Ironically, many of those legislators who have sponsored or cosponsored these bills are among the most vocal in their opposition to restore 21 years as the legal drinking age.
As great as my reluctance is to conduct the affairs of government on the basis of public-opinion polls, it is difficult to ignore the consistent 80 percent-plus affirmative responses received to the question of whether the state should restore 21 as the legal drinking age.
This response, when combined with what I consider to be irrefutable statistical data, will make an exceptionally strong case, indeed, for admitting that the reduced drinking age was an error.
Our society glorifies drinking and drunkeness among youngsters. In movies and on television shows, those who can consume more beer than their teen-aged counterparts are cast in the role of heroes - models to be aped in real life.

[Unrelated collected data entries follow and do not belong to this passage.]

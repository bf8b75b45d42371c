//! rig-lua: Lua bridge for the rig provider engine
//!
//! This crate exposes providers and records to build scripts:
//! - `provider { name = ..., fields = {...} }` declares a provider
//! - calling the provider value instantiates a validated record
//! - `export(P)` completes the one-time export transition
//! - records support field access, the `+` merge operator, and equality
//! - the `rig` table carries version info and `rig.lib.to_json`

mod convert;
mod error;
mod globals;
mod runtime;

pub use convert::{lua_to_value, value_to_lua, Callables};
pub use error::{Error, Result};
pub use globals::{register_globals, ProviderValue, RecordValue};
pub use runtime::Runtime;
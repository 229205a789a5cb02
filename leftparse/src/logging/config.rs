//! Logging limits from the build profile plus the runtime preferences
//! installed by the binary

use crate::config::compile_time::logging::{LOG_BUFFER_SIZE, MAX_LOG_MESSAGE_LENGTH};
use crate::config::runtime::LoggingPreferences;
use std::sync::OnceLock;

static RUNTIME_PREFERENCES: OnceLock<LoggingPreferences> = OnceLock::new();

/// Install runtime preferences. Must happen before `init_global_logging`
/// for the preferences to shape the global service.
pub fn init_runtime_preferences(preferences: LoggingPreferences) -> Result<(), String> {
    RUNTIME_PREFERENCES
        .set(preferences)
        .map_err(|_| "Runtime preferences already initialized".to_string())
}

/// Installed preferences, or the environment defaults
pub fn runtime_preferences() -> LoggingPreferences {
    RUNTIME_PREFERENCES.get().cloned().unwrap_or_default()
}

pub fn include_input_context() -> bool {
    RUNTIME_PREFERENCES
        .get()
        .map(|preferences| preferences.include_input_context)
        .unwrap_or(true)
}

/// Default capacity of a `MemoryLogger`
pub fn get_log_buffer_size() -> usize {
    LOG_BUFFER_SIZE
}

pub fn get_max_log_message_length() -> usize {
    MAX_LOG_MESSAGE_LENGTH
}

/// Reject build profiles whose logging limits are unusable
pub fn validate_config() -> Result<(), String> {
    if LOG_BUFFER_SIZE == 0 || LOG_BUFFER_SIZE > 100_000 {
        return Err(format!("Log buffer size out of range: {}", LOG_BUFFER_SIZE));
    }
    if MAX_LOG_MESSAGE_LENGTH < 16 {
        return Err(format!(
            "Max log message length too small: {}",
            MAX_LOG_MESSAGE_LENGTH
        ));
    }
    Ok(())
}
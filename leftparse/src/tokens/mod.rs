//! Token types produced by the lexer
//!
//! A [`Token`] pairs a [`TerminalClass`] with its lexeme and source span.
//! [`TokenStream`] keeps them in source order and exposes the two views the
//! rest of the pipeline needs: the class sequence (fed to the terminal index
//! mapper) and the lexeme sequence (consumed by the tree builder).

mod token;
mod token_stream;

pub use token::{TerminalClass, Token};
pub use token_stream::TokenStream;
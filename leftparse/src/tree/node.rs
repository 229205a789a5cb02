//! Concrete syntax tree produced by the builder

use serde::{Deserialize, Serialize};
use std::fmt;

/// Label of a leaf: a production symbol or a token lexeme
#[derive(Debug, Clone, PartialEq, Eq, Hash, Serialize, Deserialize)]
#[serde(rename_all = "snake_case")]
pub enum Label {
    Symbol(String),
    Lexeme(String),
}

impl Label {
    pub fn as_label_ref(&self) -> LabelRef<'_> {
        match self {
            Label::Symbol(s) => LabelRef::Symbol(s),
            Label::Lexeme(s) => LabelRef::Lexeme(s),
        }
    }
}

/// Borrowed label yielded by traversal
#[derive(Debug, Clone, Copy, PartialEq, Eq, Hash)]
pub enum LabelRef<'a> {
    Symbol(&'a str),
    Lexeme(&'a str),
}

impl<'a> LabelRef<'a> {
    pub fn as_str(&self) -> &'a str {
        match self {
            LabelRef::Symbol(s) | LabelRef::Lexeme(s) => s,
        }
    }

    pub fn is_lexeme(&self) -> bool {
        matches!(self, LabelRef::Lexeme(_))
    }
}

/// Symbols print bare, lexemes print in double quotes
impl fmt::Display for LabelRef<'_> {
    fn fmt(&self, f: &mut fmt::Formatter<'_>) -> fmt::Result {
        match self {
            LabelRef::Symbol(s) => write!(f, "{}", s),
            LabelRef::Lexeme(s) => write!(f, "\"{}\"", s),
        }
    }
}

impl fmt::Display for Label {
    fn fmt(&self, f: &mut fmt::Formatter<'_>) -> fmt::Result {
        self.as_label_ref().fmt(f)
    }
}

/// Interior node: a production symbol with at least one child
#[derive(Debug, Clone, PartialEq, Eq, Serialize, Deserialize)]
#[serde(try_from = "InternalRepr")]
pub struct Internal {
    symbol: String,
    children: Vec<Tree>,
}

#[derive(Deserialize)]
struct InternalRepr {
    symbol: String,
    children: Vec<Tree>,
}

impl TryFrom<InternalRepr> for Internal {
    type Error = String;

    fn try_from(repr: InternalRepr) -> Result<Self, Self::Error> {
        if repr.children.is_empty() {
            return Err(format!(
                "internal node '{}' must have at least one child",
                repr.symbol
            ));
        }
        Ok(Self {
            symbol: repr.symbol,
            children: repr.children,
        })
    }
}

impl Internal {
    pub fn symbol(&self) -> &str {
        &self.symbol
    }

    pub fn children(&self) -> &[Tree] {
        &self.children
    }
}

#[derive(Debug, Clone, PartialEq, Eq, Serialize, Deserialize)]
#[serde(rename_all = "snake_case")]
pub enum Tree {
    Leaf(Label),
    Internal(Internal),
}

impl Tree {
    /// Node labeled `symbol`. An empty child list yields a symbol leaf.
    pub fn node(symbol: impl Into<String>, children: Vec<Tree>) -> Self {
        let symbol = symbol.into();
        if children.is_empty() {
            Tree::Leaf(Label::Symbol(symbol))
        } else {
            Tree::Internal(Internal { symbol, children })
        }
    }

    pub fn symbol_leaf(symbol: impl Into<String>) -> Self {
        Tree::Leaf(Label::Symbol(symbol.into()))
    }

    pub fn lexeme_leaf(lexeme: impl Into<String>) -> Self {
        Tree::Leaf(Label::Lexeme(lexeme.into()))
    }

    pub fn label(&self) -> LabelRef<'_> {
        match self {
            Tree::Leaf(label) => label.as_label_ref(),
            Tree::Internal(node) => LabelRef::Symbol(&node.symbol),
        }
    }

    pub fn is_leaf(&self) -> bool {
        matches!(self, Tree::Leaf(_))
    }

    /// Children in order; empty for a leaf
    pub fn children(&self) -> &[Tree] {
        match self {
            Tree::Leaf(_) => &[],
            Tree::Internal(node) => &node.children,
        }
    }

    /// Preorder walk over node labels. Each call starts a fresh walk.
    pub fn traverse(&self) -> Preorder<'_> {
        Preorder { stack: vec![self] }
    }

    /// Lexeme leaves in preorder, which is source order for a built tree
    pub fn lexemes(&self) -> impl Iterator<Item = &str> + '_ {
        self.traverse()
            .filter(|label| label.is_lexeme())
            .map(|label| label.as_str())
    }

    pub fn node_count(&self) -> usize {
        self.traverse().count()
    }

    /// Nodes on the longest root-to-leaf path; a lone leaf has depth 1
    pub fn depth(&self) -> usize {
        let mut deepest = 0;
        let mut stack = vec![(self, 1usize)];
        while let Some((tree, depth)) = stack.pop() {
            deepest = deepest.max(depth);
            for child in tree.children() {
                stack.push((child, depth + 1));
            }
        }
        deepest
    }

    /// `Node(Sym)`, `Node("lexeme")` or `Node(Sym, [child, ...])`
    pub fn to_canonical_string(&self) -> String {
        let mut out = String::new();
        self.write_canonical(&mut out);
        out
    }

    fn write_canonical(&self, out: &mut String) {
        out.push_str("Node(");
        out.push_str(&self.label().to_string());
        if let Tree::Internal(node) = self {
            out.push_str(", [");
            for (i, child) in node.children.iter().enumerate() {
                if i > 0 {
                    out.push_str(", ");
                }
                child.write_canonical(out);
            }
            out.push(']');
        }
        out.push(')');
    }
}

impl fmt::Display for Tree {
    fn fmt(&self, f: &mut fmt::Formatter<'_>) -> fmt::Result {
        f.write_str(&self.to_canonical_string())
    }
}

/// Lazy preorder iterator over the labels of a tree
#[derive(Debug, Clone)]
pub struct Preorder<'a> {
    stack: Vec<&'a Tree>,
}

impl<'a> Iterator for Preorder<'a> {
    type Item = LabelRef<'a>;

    fn next(&mut self) -> Option<Self::Item> {
        let tree = self.stack.pop()?;
        self.stack.extend(tree.children().iter().rev());
        Some(tree.label())
    }
}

Drunkenly slurred speech has become a matter of humor. Hangovers are funny. Falling asleep on the living room floor in a drunken stupor elicits a laugh. Putting one over on the liquor store clerk with a fake identification card is clever.
The tragedies are not shown, of course. The films and situation comedies do not portray the police officer knocking on a door at 3 A.M. to tell parents that their 18-year-old son or daughter is dead, killed in a highway accident caused by a drunken teen-ager.
They don't bring into living rooms the young lives wasted by alcoholism before they ever really experienced a chance to live. They don't show the anguish and heartbreak on the face of a father who must enter the gagging stench of the drunk tank in the local jail to bring his son home.
I should point out that I was one of those legislators who originally supported the 18-year-old drinking age. For the last four years, I have been working to restore the 21-year-old limit. I supported increasing the age to 19 only because my efforts to increase it to 21 were rebuffed by the Legislature and the Byrne administration.
I am willing to admit my mistake in supporting the lowering of the age, and I can only hope that others in the Legislature will do likewise. --------------------------------------------------------------------- Assemblyman C. Louis Bassano, Republican of Union, represents the 20th Legislative District.